A traditional implementation of this algorithm using plain Python loops is presented in the Multimedia Programming lesson from Software Carpentry. This was covered in the notebook Counting Stars.

Let's see how to implement such an algorithm much more efficiently using `numpy` and `scipy.ndimage`.

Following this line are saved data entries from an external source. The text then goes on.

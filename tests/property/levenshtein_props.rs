//! Edit distance and spelling correction properties.
//!
//! The metric axioms (identity, symmetry, triangle inequality) plus
//! agreement between the rolling-row, bounded and table implementations.

use crate::oracles::oracle_levenshtein;
use crate::word_strategy;
use catalog_search::fuzzy::{bounded_distance, distance, levenshtein_within, suggest_corrections};
use proptest::prelude::*;

proptest! {
    #![proptest_config(ProptestConfig::with_cases(300))]

    #[test]
    fn prop_distance_matches_oracle(a in word_strategy(), b in word_strategy()) {
        prop_assert_eq!(distance(&a, &b), oracle_levenshtein(&a, &b));
    }

    #[test]
    fn prop_identity(a in word_strategy()) {
        prop_assert_eq!(distance(&a, &a), 0);
    }

    #[test]
    fn prop_symmetry(a in word_strategy(), b in word_strategy()) {
        prop_assert_eq!(distance(&a, &b), distance(&b, &a));
    }

    #[test]
    fn prop_triangle_inequality(a in word_strategy(), b in word_strategy(), c in word_strategy()) {
        prop_assert!(distance(&a, &c) <= distance(&a, &b) + distance(&b, &c));
    }

    /// Property: length difference is a lower bound, longer length an upper bound.
    #[test]
    fn prop_length_bounds(a in word_strategy(), b in word_strategy()) {
        let (la, lb) = (a.chars().count(), b.chars().count());
        let d = distance(&a, &b);
        prop_assert!(d >= la.abs_diff(lb));
        prop_assert!(d <= la.max(lb));
    }

    /// Property: the bounded variant agrees with the full one inside the bound
    /// and reports `None` outside it.
    #[test]
    fn prop_bounded_agrees(a in word_strategy(), b in word_strategy(), max in 0usize..5) {
        let full = distance(&a, &b);
        let bounded = bounded_distance(&a, &b, max);
        if full <= max {
            prop_assert_eq!(bounded, Some(full));
        } else {
            prop_assert_eq!(bounded, None);
        }
        prop_assert_eq!(levenshtein_within(&a, &b, max), full <= max);
    }

    /// Property: corrections are within range, never the word itself,
    /// sorted by distance, and capped.
    #[test]
    fn prop_corrections_well_formed(
        word in word_strategy(),
        vocabulary in prop::collection::vec(word_strategy(), 0..30),
        limit in 0usize..6,
    ) {
        let found = suggest_corrections(&word, vocabulary.iter().map(String::as_str), 2, limit);
        prop_assert!(found.len() <= limit);

        let distances: Vec<usize> = found.iter().map(|s| distance(&word, s)).collect();
        for (s, d) in found.iter().zip(&distances) {
            prop_assert!(vocabulary.contains(s));
            prop_assert!(*d >= 1 && *d <= 2, "'{}' at distance {}", s, d);
        }
        prop_assert!(distances.windows(2).all(|w| w[0] <= w[1]));
    }
}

The `scipy.ndimage.label` function will use a structuring element (cross-shaped by default) to search for features. As an example, consider the simple array:

``````

In [ ]:

a = np.array([[0,0,1,1,0,0],
[0,0,0,1,0,0],
[1,1,0,0,1,0],
[0,0,0,1,0,0]])

``````

There are four unique features here, if we only count those that have neighbors along a cross-shaped structuring element.

``````

In [ ]:

labeled_array, num_features = ndi.label(a)

``````
``````

In [ ]:

print(num_features)

``````
``````

In [ ]:

print(labeled_array)

``````

If we wish to consider elements connected on the diagonal, as well as the cross structure, we define a new structuring element:

``````

In [ ]:

s = [[1,1,1],
[1,1,1],
[1,1,1]]

#Note, that scipy.ndimage.generate_binary_structure(2,2) would also do the same thing.
print s

``````

Label the image using the new structuring element:

``````

In [ ]:

labeled_array, num_features = ndi.label(a, structure=s)

``````
``````

In [ ]:

print(num_features)

``````

Note that features 1, 3, and 4 from above are now considered a single feature

``````

In [ ]:

print(labeled_array)

``````

Let's use `ndi.label` to count up the stars in our B/W starfield image.

``````

In [ ]:

labeled_array, num_stars = ndi.label(~bwpic) #Count and label the complement

``````
``````

In [ ]:

print num_stars

``````
``````

In [ ]:

plt.imshow(labeled_array);

``````

Label returns an array the same shape as the input where each "unique feature has a unique value", so if you want the indices of the features you use a list comprehension to extract the exact feature indices. Something like:

`label_indices = [(labeled_array[:,:,0] == i).nonzero() for i in xrange(1, num_stars+1)]`

or use the `ndi.find_objects` method to obtain a tuple of feature locations as slices to obtain the general location of the star but not necessarily the correct shape.

``````

In [ ]:

locations = ndi.find_objects(labeled_array)
print locations

``````
``````

In [ ]:

label_indices = [(labeled_array[:,:,0] == i).nonzero() for i in xrange(1, num_stars+1)]
print label_indices

``````

Let's change the color of the largest star in the field to red. To find the largest star, look at the lengths of the arrays stored in `label_indices`.

``````

In [ ]:

star_sizes = [(label_indices[i-1]).size for i in xrange(1, num_stars+1)]
print len(star_sizes)

``````
``````

In [ ]:

biggest_star = np.where(star_sizes == np.max(star_sizes))
print biggest_star

``````
``````

In [ ]:

print star_sizes[biggest_star]

``````
``````

In [ ]:

bwpic[label_indices[biggest_star],label_indices[biggest_star],:] = (255,0,0)
plt.imshow(bwpic);

``````

## Exercises

For fun and practice, you can use these tricks to analyze the whole set of pictures listed at the top of this section. Suggested activities include:

• Find the brightest pixel within each star identified using the `scipy.ndimage.label` function
• Draw the image with different colors for identified stars of different brightnesses
• Use the `scipy.ndimage.center_of_mass` function to identify the "location" of each star in pixel coordinates.
• Use NumPy's I/O functions to write out a text file containing

• the link to the image
• the threshold value used in the conversion to monochrome
• the structuring element used to count its stars
• how many stars were found
• a description of the data in the subsequent columns
• a list of the star data organized in three columns and formatted for easy reading as follows:
• location (x,y in pixel units)
• maximum brightness value for the star

# Summary:

NumPy offers convenient and fast numerical data manipulation with a large body of support libraries. Use it with large datasets to very quickly slice through the information and extract meaningful results.

The advantage of using NumPy is all about moving loops into compiled code.

For more details and documentation, consult the SciPy lecture series or the NumPy/SciPy documentation.